- _Task statement_: The answer must consist of every line in the data that contains "directory".

- _Supplied material_:
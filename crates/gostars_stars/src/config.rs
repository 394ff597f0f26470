use anyhow::{Result, anyhow};
use clap::Parser;
use log::{debug, info};
use path_clean::clean;
use std::{env, path::PathBuf, time::Duration};

use crate::{
    constants::{GITHUB_API_URL, RATE_LIMIT_DELAY, THRESHOLD_DISABLED},
    types::Threshold,
};

#[derive(Debug, Clone, Parser)]
#[command(name = "gostars")]
#[command(version)]
#[command(about = "Report the GitHub stars of every dependency of a Go package")]
pub struct Config {
    /// Package to analyze
    #[arg(default_value = ".")]
    pub package: String,

    /// Report any projects with fewer stars than threshold, exits with status 1 if any exist
    #[arg(
        long,
        default_value_t = THRESHOLD_DISABLED,
        allow_negative_numbers = true,
        value_parser = clap::value_parser!(i64).range(THRESHOLD_DISABLED..)
    )]
    pub threshold: i64,

    /// Output as json
    #[arg(long)]
    pub json: bool,

    /// Directory packages are resolved from (defaults to the current directory)
    #[arg(long)]
    pub dir: Option<PathBuf>,

    /// Go toolchain binary used to resolve imports
    #[arg(long, env = "GOSTARS_GO", default_value = "go")]
    pub go: PathBuf,

    /// GitHub token, lifts the unauthenticated rate limit
    #[arg(long, env = "GITHUB_TOKEN", hide_env_values = true)]
    pub token: Option<String>,

    /// GitHub API base URL
    #[arg(long, default_value = GITHUB_API_URL)]
    pub api_url: String,

    #[clap(skip = RATE_LIMIT_DELAY)]
    pub delay: Duration,
}

impl Config {
    /// Resolve the base directory to an absolute, normalized path
    pub fn initialize(&mut self) -> Result<()> {
        let dir = match self.dir.take() {
            Some(d) => {
                debug!("Using provided directory: {:?}", d);
                let d = if d.is_absolute() { d } else { env::current_dir()?.join(d) };
                clean(d)
            }
            None => {
                debug!("No directory provided, using current directory");
                env::current_dir()?
            }
        };
        info!("Resolving packages from: {}", dir.display());

        self.dir = Some(dir);
        Ok(())
    }

    /// Get the base directory, returning an error if not initialized
    pub fn dir(&self) -> Result<&PathBuf> {
        self.dir.as_ref().ok_or_else(|| anyhow!("Config not initialized - call initialize() first"))
    }

    pub fn threshold(&self) -> Threshold {
        Threshold::from_flag(self.threshold)
    }
}

#[cfg(test)]
mod tests {
    use super::*;
    use std::path::Path;

    #[test]
    fn test_defaults() {
        let cfg = Config::try_parse_from(["gostars"]).unwrap();
        assert_eq!(cfg.package, ".");
        assert_eq!(cfg.threshold, -1);
        assert_eq!(cfg.threshold(), Threshold::Disabled);
        assert!(!cfg.json);
        assert_eq!(cfg.api_url, "https://api.github.com");
        assert_eq!(cfg.delay, Duration::from_secs(1));
        assert!(cfg.dir.is_none());
    }

    #[test]
    fn test_package_and_flags() {
        let cfg = Config::try_parse_from([
            "gostars",
            "--threshold",
            "100",
            "--json",
            "github.com/me/tool/cmd/tool",
        ])
        .unwrap();
        assert_eq!(cfg.package, "github.com/me/tool/cmd/tool");
        assert_eq!(cfg.threshold(), Threshold::Below(100));
        assert!(cfg.json);
    }

    #[test]
    fn test_explicit_disabled_threshold() {
        let cfg = Config::try_parse_from(["gostars", "--threshold", "-1"]).unwrap();
        assert_eq!(cfg.threshold(), Threshold::Disabled);
    }

    #[test]
    fn test_threshold_below_sentinel_rejected() {
        assert!(Config::try_parse_from(["gostars", "--threshold", "-2"]).is_err());
        assert!(Config::try_parse_from(["gostars", "--threshold", "many"]).is_err());
    }

    #[test]
    fn test_single_package_only() {
        assert!(Config::try_parse_from(["gostars", "./a", "./b"]).is_err());
    }

    #[test]
    fn test_initialize_cleans_dir() {
        let mut cfg =
            Config::try_parse_from(["gostars", "--dir", "/tmp/project/./cmd/../pkg"]).unwrap();
        cfg.initialize().unwrap();
        assert_eq!(cfg.dir().unwrap(), Path::new("/tmp/project/pkg"));
    }

    #[test]
    fn test_initialize_relative_dir() {
        let mut cfg = Config::try_parse_from(["gostars", "--dir", "sub/dir"]).unwrap();
        cfg.initialize().unwrap();
        let dir = cfg.dir().unwrap();
        assert!(dir.is_absolute());
        assert!(dir.ends_with("sub/dir"));
    }

    #[test]
    fn test_dir_requires_initialize() {
        let cfg = Config::try_parse_from(["gostars"]).unwrap();
        assert!(cfg.dir().is_err());
    }
}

- _Task answer_:
    /// Directory packages are resolved from (defaults to the current directory)
    /// Resolve the base directory to an absolute, normalized path
                debug!("Using provided directory: {:?}", d);
                debug!("No directory provided, using current directory");
    /// Get the base directory, returning an error if not initialized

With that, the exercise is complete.